L’espressione liturgica ardore caritatis chiede di vivere con il fuoco dell’amore nell’animo, di bruciare di carità per non restare cristiani tiepidi. Il tiepido risulta indigesto al Signore, perciò lo rovescia dalla bocca: “Io conosco le tue opere, che tu non sei né freddo né caldo. Oh, fossi tu freddo o caldo! Così, perché sei tiepido e non sei né freddo né caldo, io sto per vomitarti dalla mia bocca (cf Ap 3,15-16). Dio vomita il cristiano tiepido dalla sua bocca, perché non ha zelo per il Signore. Il suo cuore non brucia d’amore per Lui e per il prossimo. Quello che lui vede è completamente diverso dalla quella che vede il Signore. Infatti, mentre il Signore lo vede “disgraziato, miserabile, povero, cieco e nudo”, lui si vede invece ricco e non ha bisogno di nulla. Il suo interesse principale non è per il Signore e per la Sua parola, è solo per se stesso. Ma chi non ha bisogno dell’altro, non ha mai compreso che lui stesso è l’altro, di cui gli altri potrebbero non prendersi cura. L’Io è un altro: è questa la verità che dichiara lotta al narcisismo dominante.

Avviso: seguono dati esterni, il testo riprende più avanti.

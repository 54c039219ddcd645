//! Per-user registration of the folder with the shell
//!
//! Registration is described as data here and written by the server DLL, so
//! the exact tree is the same for both directions and can be checked without
//! touching a registry.

use crate::folder::Attributes;

/// Class registrations, relative to `HKEY_CURRENT_USER`
pub const CLASSES_ROOT: &str = "Software\\Classes\\CLSID";

/// Namespace extensions shown under "This PC"
pub const NAMESPACE_ROOT: &str =
    "Software\\Microsoft\\Windows\\CurrentVersion\\Explorer\\MyComputer\\NameSpace";

/// "Browsable shell extension" component category
const CATEGORY_BROWSABLE: &str = "{00021490-0000-0000-C000-000000000046}";

/// `FWF_NOSUBFOLDERS`
const FOLDER_VALUE_FLAGS: u32 = 0x0000_0080;

#[derive(Debug, Clone, PartialEq, Eq)]
pub enum RegValue {
    String(String),
    Dword(u32),
}

/// One value to write; `name` of `None` is the key's default value and a
/// `value` of `None` only creates the key
#[derive(Debug, Clone, PartialEq, Eq)]
pub struct RegEntry {
    pub key: String,
    pub name: Option<&'static str>,
    pub value: Option<RegValue>,
}

impl RegEntry {
    fn key(key: String) -> Self {
        Self {
            key,
            name: None,
            value: None,
        }
    }

    fn string(key: String, name: Option<&'static str>, value: impl Into<String>) -> Self {
        Self {
            key,
            name,
            value: Some(RegValue::String(value.into())),
        }
    }

    fn dword(key: String, name: &'static str, value: u32) -> Self {
        Self {
            key,
            name: Some(name),
            value: Some(RegValue::Dword(value)),
        }
    }
}

pub fn class_key() -> String {
    format!("{}\\{}", CLASSES_ROOT, crate::CLASS_ID)
}

pub fn namespace_key() -> String {
    format!("{}\\{}", NAMESPACE_ROOT, crate::CLASS_ID)
}

/// Keys removed (with everything below them) on unregistration
pub fn owned_keys() -> [String; 2] {
    [class_key(), namespace_key()]
}

/// Everything written on registration, parents before children
pub fn entries(server_path: &str, display_name: &str) -> Vec<RegEntry> {
    let class = class_key();
    let sub = |name: &str| format!("{}\\{}", class, name);
    let attributes = Attributes::FOLDER | Attributes::DROPTARGET;

    vec![
        RegEntry::string(class.clone(), None, display_name),
        RegEntry::dword(class.clone(), "System.IsPinnedToNameSpaceTree", 1),
        RegEntry::key(sub(&format!("Implemented Categories\\{}", CATEGORY_BROWSABLE))),
        RegEntry::string(sub("InProcServer32"), None, server_path),
        RegEntry::string(sub("InProcServer32"), Some("ThreadingModel"), "Apartment"),
        RegEntry::dword(sub("ShellFolder"), "Attributes", attributes.bits()),
        RegEntry::dword(sub("ShellFolder"), "FolderValueFlags", FOLDER_VALUE_FLAGS),
        RegEntry::string(sub("DefaultIcon"), None, format!("{},-1", server_path)),
        RegEntry::string(namespace_key(), None, display_name),
    ]
}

Che fare? Alla luce dell’ardore caritatis di san Lorenzo riconosciamo innanzitutto di aver bisogno di sottoporci ad un processo di purificazione del cuore. Lo dico anche al pensiero che il fuoco serve per purificare. Penso al fuoco purificatore dello Spirito Santo: se non veniamo purificati nel cuore, tutto viene travisato, e noi veniamo ingannati da falsificazioni di ogni genere che accecano la verità e generano odio, ostacoli, impedimenti, esclusioni, opposizioni, pregiudizi e condanne. La purificazione del cuore ci permette di riconoscere la dignità della vita dell’altro, che l’altro porta con sé dalla nascita perché creato secondo Dio, a sua immagine e somiglianza. La tossicità da cui dobbiamo guarire sono le paure che ci portiamo dentro, in particolare quella di morire. Allora non dimentichiamo la logica della semina: resta una delle più espressive metafore della carità. L’una e l’altra si rivelano come un potente moltiplicatore di bene, perché ad ogni chicco corrisponderà sempre la ricchezza di una nuova spiga.